Security News > 2022 > October > Adversarial ML Attack that Secretly Gives a Language Model a Point of View

"Machine learning security is extraordinarily difficult because the attacks are so varied-and it seems that each new one is weirder than the next. Here's the latest: a training-time attack that forces the model to exhibit a point of view: Spinning Language Models: Risks of Propaganda-As-A-Service and Countermeasures."
Abstract: We investigate a new threat to neural sequence-to-sequence models: training-time attacks that cause models to "Spin" their outputs so as to support an adversary-chosen sentiment or point of view-but only when the input contains adversary-chosen trigger words.
Model spinning introduces a "Meta-backdoor" into a model.

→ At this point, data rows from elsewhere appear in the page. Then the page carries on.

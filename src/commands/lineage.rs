use std::fs;
use std::path::{Path, PathBuf};
use std::time::Instant;

use anyhow::{bail, Context};
use colored::Colorize;
use serde::Serialize;
use sqlparser::parser::Parser as SqlParser;
use tracing::{info, warn};
use walkdir::WalkDir;

use lineage_flow::config::{read_config, LineageConfig};
use lineage_flow::sql_engine::detector::LineageDetector;
use lineage_flow::sql_engine::lineage::{analyze_statements, generate_lineage_graph};
use lineage_flow::sql_engine::model::{ScopeRecord, StatementLineage};

use crate::display;

/// Where the SQL comes from
pub enum SqlInput<'a> {
    Inline(&'a str),
    Path(&'a Path),
}

/// Lineage of every statement in one input
#[derive(Serialize)]
struct SourceLineage {
    source: String,
    #[serde(skip_serializing_if = "Option::is_none")]
    parse_error: Option<String>,
    statements: Vec<StatementLineage>,
}

/// Load the config file and let CLI flags override it
pub fn load_config(
    config_path: Option<&Path>,
    dialect: Option<String>,
) -> anyhow::Result<LineageConfig> {
    let mut config = read_config(config_path)?;
    if let Some(dialect) = dialect {
        config.dialect = dialect;
    }
    Ok(config)
}

/// Run the lineage command
pub fn lineage_command(
    input: SqlInput<'_>,
    format: &str,
    config: &LineageConfig,
) -> anyhow::Result<()> {
    let start_time = Instant::now();
    let sources = collect_sources(input)?;

    let results: Vec<SourceLineage> = sources
        .into_iter()
        .map(|(source, sql)| analyze_source(source, &sql, config))
        .collect::<anyhow::Result<_>>()?;

    let failed = results
        .iter()
        .filter(|r| r.parse_error.is_some() || r.statements.iter().any(|s| !s.is_ok()))
        .count();
    info!(
        sources = results.len(),
        failed,
        elapsed = ?start_time.elapsed(),
        "lineage command finished"
    );

    match format {
        "text" => output_text_format(&results),
        "json" => println!("{}", serde_json::to_string_pretty(&results)?),
        "dot" => {
            let lineage: Vec<_> = results
                .iter()
                .flat_map(|r| r.statements.iter())
                .flat_map(|s| s.lineage.iter().cloned())
                .collect();
            println!("{}", generate_lineage_graph(&lineage));
        }
        _ => {
            println!(
                "Unsupported output format: {}. Using text format instead.",
                format
            );
            output_text_format(&results);
        }
    }

    Ok(())
}

/// Dump the scope arena of every statement as JSON
pub fn scopes_command(sql: &str, config: &LineageConfig) -> anyhow::Result<()> {
    #[derive(Serialize)]
    struct StatementScopes {
        statement_index: usize,
        root: Option<usize>,
        #[serde(skip_serializing_if = "Option::is_none")]
        error: Option<String>,
        scopes: Vec<ScopeRecord>,
    }

    let dialect = config.dialect()?;
    let statements = SqlParser::parse_sql(dialect.as_ref(), sql).context("Error parsing SQL")?;
    let catalog = config.catalog();

    let mut output = Vec::with_capacity(statements.len());
    for (statement_index, statement) in statements.iter().enumerate() {
        let mut detector = LineageDetector::new(&catalog, config.analysis_options());
        let error = detector.detect(statement).err().map(|err| err.to_string());
        output.push(StatementScopes {
            statement_index,
            root: detector.root_scope(),
            error,
            scopes: detector.scopes().iter().cloned().collect(),
        });
    }

    println!("{}", serde_json::to_string_pretty(&output)?);
    Ok(())
}

fn analyze_source(source: String, sql: &str, config: &LineageConfig) -> anyhow::Result<SourceLineage> {
    let dialect = config.dialect()?;
    match SqlParser::parse_sql(dialect.as_ref(), sql) {
        Ok(statements) => Ok(SourceLineage {
            source,
            parse_error: None,
            statements: analyze_statements(&statements, config),
        }),
        Err(err) => {
            warn!(source = %source, error = %err, "failed to parse SQL");
            Ok(SourceLineage {
                source,
                parse_error: Some(err.to_string()),
                statements: Vec::new(),
            })
        }
    }
}

fn collect_sources(input: SqlInput<'_>) -> anyhow::Result<Vec<(String, String)>> {
    match input {
        SqlInput::Inline(sql) => Ok(vec![("inline".to_string(), sql.to_string())]),
        SqlInput::Path(path) => {
            if !path.exists() {
                bail!("Path not found: {}", path.display());
            }
            let files = find_sql_files(path);
            println!(
                "{}",
                format!("Found {} SQL files in: {}", files.len(), path.display()).green()
            );
            files
                .into_iter()
                .map(|file| {
                    let sql = fs::read_to_string(&file)
                        .with_context(|| format!("Failed to read {}", file.display()))?;
                    Ok((file.display().to_string(), sql))
                })
                .collect()
        }
    }
}

/// Find all SQL files under `path` (recursively), or `path` itself when it
/// is a file
fn find_sql_files(path: &Path) -> Vec<PathBuf> {
    if path.is_file() {
        return vec![path.to_path_buf()];
    }

    let mut sql_files: Vec<PathBuf> = WalkDir::new(path)
        .into_iter()
        .filter_map(Result::ok)
        .map(|entry| entry.into_path())
        .filter(|path| path.is_file() && path.extension().is_some_and(|ext| ext == "sql"))
        .collect();
    sql_files.sort();
    sql_files
}

fn output_text_format(results: &[SourceLineage]) {
    println!("\n--- {} ---", "Column Lineage".green());
    for result in results {
        if let Some(err) = &result.parse_error {
            println!("\n{} {}", result.source.bold(), format!("parse error: {}", err).red());
            continue;
        }
        for statement in &result.statements {
            print!("{}", display::format_statement(&result.source, statement));
        }
    }
}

An adversary can create customized language models that produce desired spins for chosen triggers, then deploy these models to generate disinformation, or else inject them into ML training pipelines, transferring malicious functionality to downstream models trained by victims.
It stacks an adversarial meta-task onto a seq2seq model, backpropagates the desired meta-task output to points in the word-embedding space we call "Pseudo-words," and uses pseudo-words to shift the entire output distribution of the seq2seq model.
We evaluate this attack on language generation, summarization, and translation models with different triggers and meta-tasks such as sentiment, toxicity, and entailment.